About this task:
Please write the data out once more, exactly as it is given.

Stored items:
***

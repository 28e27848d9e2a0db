// Copyright 2023 Twitter, Inc.
// Licensed under the Apache License, Version 2.0
// http://www.apache.org/licenses/LICENSE-2.0

//! A small backend for the `log` facade. Messages are written to stderr with
//! a unix timestamp, the level, and an optional label identifying the
//! process.

pub use log::Level;
use log::{Log, Metadata, Record, SetLoggerError};
use std::time::{SystemTime, UNIX_EPOCH};

/// Builder-style logger in the usual shape:
///
/// ```
/// use logger::{Level, Logger};
///
/// Logger::new()
///     .label("tern")
///     .level(Level::Info)
///     .init()
///     .expect("failed to initialize logger");
/// ```
pub struct Logger {
    label: Option<String>,
    level: Level,
}

impl Logger {
    #[allow(clippy::new_without_default)]
    pub fn new() -> Self {
        Self {
            label: None,
            level: Level::Info,
        }
    }

    /// Set a label which prefixes every message, typically the binary name.
    pub fn label(mut self, label: &str) -> Self {
        self.label = Some(label.to_owned());
        self
    }

    /// Set the maximum level which will be logged.
    pub fn level(mut self, level: Level) -> Self {
        self.level = level;
        self
    }

    /// Register this logger as the global backend for the `log` facade.
    pub fn init(self) -> Result<(), SetLoggerError> {
        log::set_max_level(self.level.to_level_filter());
        log::set_boxed_logger(Box::new(self))
    }
}

impl Log for Logger {
    fn enabled(&self, metadata: &Metadata) -> bool {
        metadata.level() <= self.level
    }

    fn log(&self, record: &Record) {
        if !self.enabled(record.metadata()) {
            return;
        }

        let now = SystemTime::now()
            .duration_since(UNIX_EPOCH)
            .unwrap_or_default();

        match &self.label {
            Some(label) => eprintln!(
                "{}.{:03} {} [{}] {}",
                now.as_secs(),
                now.subsec_millis(),
                record.level(),
                label,
                record.args()
            ),
            None => eprintln!(
                "{}.{:03} {} {}",
                now.as_secs(),
                now.subsec_millis(),
                record.level(),
                record.args()
            ),
        }
    }

    fn flush(&self) {}
}
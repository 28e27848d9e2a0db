// Copyright 2023 Twitter, Inc.
// Licensed under the Apache License, Version 2.0
// http://www.apache.org/licenses/LICENSE-2.0

//! tern: a multi-threaded HTTP/HTTPS application server.
//!
//! This crate wires the serving core to the HTTP protocol component, the
//! URL dispatcher, and the session scope manager, and provides the `tern`
//! binary.

#[macro_use]
extern crate log;

mod dispatch;
mod scope;

pub use config::{ConfigError, ConfigFile, ServerOptions};
pub use dispatch::{Component, Dispatcher, Target};
pub use protocol_http::{Request, Response};
pub use scope::ScopeManager;
pub use tern_core::Handle;

use protocol_http::{ParseOutcome, RequestParser};
use std::io::{Error, ErrorKind, Result};
use std::sync::Arc;
use tern_core::{Server, ServerBuilder};

/// The concrete server type: the generic core specialized to HTTP.
pub type HttpServer = Server<RequestParser, ParseOutcome, Response, Dispatcher>;

/// Start a server from a parsed configuration file: resolve options, build
/// the dispatcher from the `MapUrl`/`VMapUrl` entries, and launch the core.
pub fn start(config: &ConfigFile) -> Result<HttpServer> {
    let options = ServerOptions::resolve(config).map_err(config_error)?;
    let dispatcher = Dispatcher::from_config(config, &options).map_err(config_error)?;
    start_with(options, dispatcher)
}

/// Start a server with an explicitly assembled dispatcher, for embedders
/// that register their own components.
pub fn start_with(options: ServerOptions, dispatcher: Dispatcher) -> Result<HttpServer> {
    let parser = RequestParser::new(options.max_request_size);
    let scopes = Arc::new(ScopeManager::new(options.session_timeout));

    ServerBuilder::new(options, parser, dispatcher)
        .sweeper(scopes)
        .spawn()
}

/// Load the configuration, start the server, and block until shutdown.
/// Configuration and startup failures terminate the process with a
/// non-zero exit.
pub fn run(config_file: Option<String>) {
    let config = match config_file {
        Some(file) => match ConfigFile::load(&file) {
            Ok(config) => config,
            Err(e) => {
                error!("{}", e);
                std::process::exit(1);
            }
        },
        None => ConfigFile::default(),
    };

    match start(&config) {
        Ok(server) => server.wait(),
        Err(e) => {
            error!("{}", e);
            std::process::exit(1);
        }
    }
}

fn config_error(e: ConfigError) -> Error {
    Error::new(ErrorKind::InvalidInput, e.to_string())
}

/// Built-in diagnostic component, registered as `info`. Serves a fixed page
/// identifying the server.
pub struct InfoComponent {
    content_type: String,
}

impl InfoComponent {
    pub fn new(content_type: &str) -> Self {
        Self {
            content_type: content_type.to_owned(),
        }
    }
}

impl Component for InfoComponent {
    fn handle(&self, _request: &Request, _target: &Target) -> Option<Response> {
        let body = format!(
            "<html><head><title>tern</title></head>\
             <body><h1>tern {}</h1><p>it works</p></body></html>\n",
            env!("CARGO_PKG_VERSION")
        );

        Some(
            Response::builder(200)
                .header("Content-Type", self.content_type.as_bytes())
                .body(body.as_bytes()),
        )
    }
}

***

Solution to the problem:
repository 28e27848d9e2a0db
// Copyright 2023 Twitter, Inc.
// Licensed under the Apache License, Version 2.0
// http://www.apache.org/licenses/LICENSE-2.0

//! A small backend for the `log` facade. Messages are written to stderr with
//! a unix timestamp, the level, and an optional label identifying the
//! process.

pub use log::Level;
use log::{Log, Metadata, Record, SetLoggerError};
use std::time::{SystemTime, UNIX_EPOCH};

/// Builder-style logger in the usual shape:
///
/// ```
/// use logger::{Level, Logger};
///
/// Logger::new()
///     .label("tern")
///     .level(Level::Info)
///     .init()
///     .expect("failed to initialize logger");
/// ```
pub struct Logger {
    label: Option<String>,
    level: Level,
}

impl Logger {
    #[allow(clippy::new_without_default)]
    pub fn new() -> Self {
        Self {
            label: None,
            level: Level::Info,
        }
    }

    /// Set a label which prefixes every message, typically the binary name.
    pub fn label(mut self, label: &str) -> Self {
        self.label = Some(label.to_owned());
        self
    }

    /// Set the maximum level which will be logged.
    pub fn level(mut self, level: Level) -> Self {
        self.level = level;
        self
    }

    /// Register this logger as the global backend for the `log` facade.
    pub fn init(self) -> Result<(), SetLoggerError> {
        log::set_max_level(self.level.to_level_filter());
        log::set_boxed_logger(Box::new(self))
    }
}

impl Log for Logger {
    fn enabled(&self, metadata: &Metadata) -> bool {
        metadata.level() <= self.level
    }

    fn log(&self, record: &Record) {
        if !self.enabled(record.metadata()) {
            return;
        }

        let now = SystemTime::now()
            .duration_since(UNIX_EPOCH)
            .unwrap_or_default();

        match &self.label {
            Some(label) => eprintln!(
                "{}.{:03} {} [{}] {}",
                now.as_secs(),
                now.subsec_millis(),
                record.level(),
                label,
                record.args()
            ),
            None => eprintln!(
                "{}.{:03} {} {}",
                now.as_secs(),
                now.subsec_millis(),
                record.level(),
                record.args()
            ),
        }
    }

    fn flush(&self) {}
}
repository 28e27848d9e2a0db
// Copyright 2023 Twitter, Inc.
// Licensed under the Apache License, Version 2.0
// http://www.apache.org/licenses/LICENSE-2.0

//! tern: a multi-threaded HTTP/HTTPS application server.
//!
//! This crate wires the serving core to the HTTP protocol component, the
//! URL dispatcher, and the session scope manager, and provides the `tern`
//! binary.

#[macro_use]
extern crate log;

mod dispatch;
mod scope;

pub use config::{ConfigError, ConfigFile, ServerOptions};
pub use dispatch::{Component, Dispatcher, Target};
pub use protocol_http::{Request, Response};
pub use scope::ScopeManager;
pub use tern_core::Handle;

use protocol_http::{ParseOutcome, RequestParser};
use std::io::{Error, ErrorKind, Result};
use std::sync::Arc;
use tern_core::{Server, ServerBuilder};

/// The concrete server type: the generic core specialized to HTTP.
pub type HttpServer = Server<RequestParser, ParseOutcome, Response, Dispatcher>;

/// Start a server from a parsed configuration file: resolve options, build
/// the dispatcher from the `MapUrl`/`VMapUrl` entries, and launch the core.
pub fn start(config: &ConfigFile) -> Result<HttpServer> {
    let options = ServerOptions::resolve(config).map_err(config_error)?;
    let dispatcher = Dispatcher::from_config(config, &options).map_err(config_error)?;
    start_with(options, dispatcher)
}

/// Start a server with an explicitly assembled dispatcher, for embedders
/// that register their own components.
pub fn start_with(options: ServerOptions, dispatcher: Dispatcher) -> Result<HttpServer> {
    let parser = RequestParser::new(options.max_request_size);
    let scopes = Arc::new(ScopeManager::new(options.session_timeout));

    ServerBuilder::new(options, parser, dispatcher)
        .sweeper(scopes)
        .spawn()
}

/// Load the configuration, start the server, and block until shutdown.
/// Configuration and startup failures terminate the process with a
/// non-zero exit.
pub fn run(config_file: Option<String>) {
    let config = match config_file {
        Some(file) => match ConfigFile::load(&file) {
            Ok(config) => config,
            Err(e) => {
                error!("{}", e);
                std::process::exit(1);
            }
        },
        None => ConfigFile::default(),
    };

    match start(&config) {
        Ok(server) => server.wait(),
        Err(e) => {
            error!("{}", e);
            std::process::exit(1);
        }
    }
}

fn config_error(e: ConfigError) -> Error {
    Error::new(ErrorKind::InvalidInput, e.to_string())
}

/// Built-in diagnostic component, registered as `info`. Serves a fixed page
/// identifying the server.
pub struct InfoComponent {
    content_type: String,
}

impl InfoComponent {
    pub fn new(content_type: &str) -> Self {
        Self {
            content_type: content_type.to_owned(),
        }
    }
}

impl Component for InfoComponent {
    fn handle(&self, _request: &Request, _target: &Target) -> Option<Response> {
        let body = format!(
            "<html><head><title>tern</title></head>\
             <body><h1>tern {}</h1><p>it works</p></body></html>\n",
            env!("CARGO_PKG_VERSION")
        );

        Some(
            Response::builder(200)
                .header("Content-Type", self.content_type.as_bytes())
                .body(body.as_bytes()),
        )
    }
}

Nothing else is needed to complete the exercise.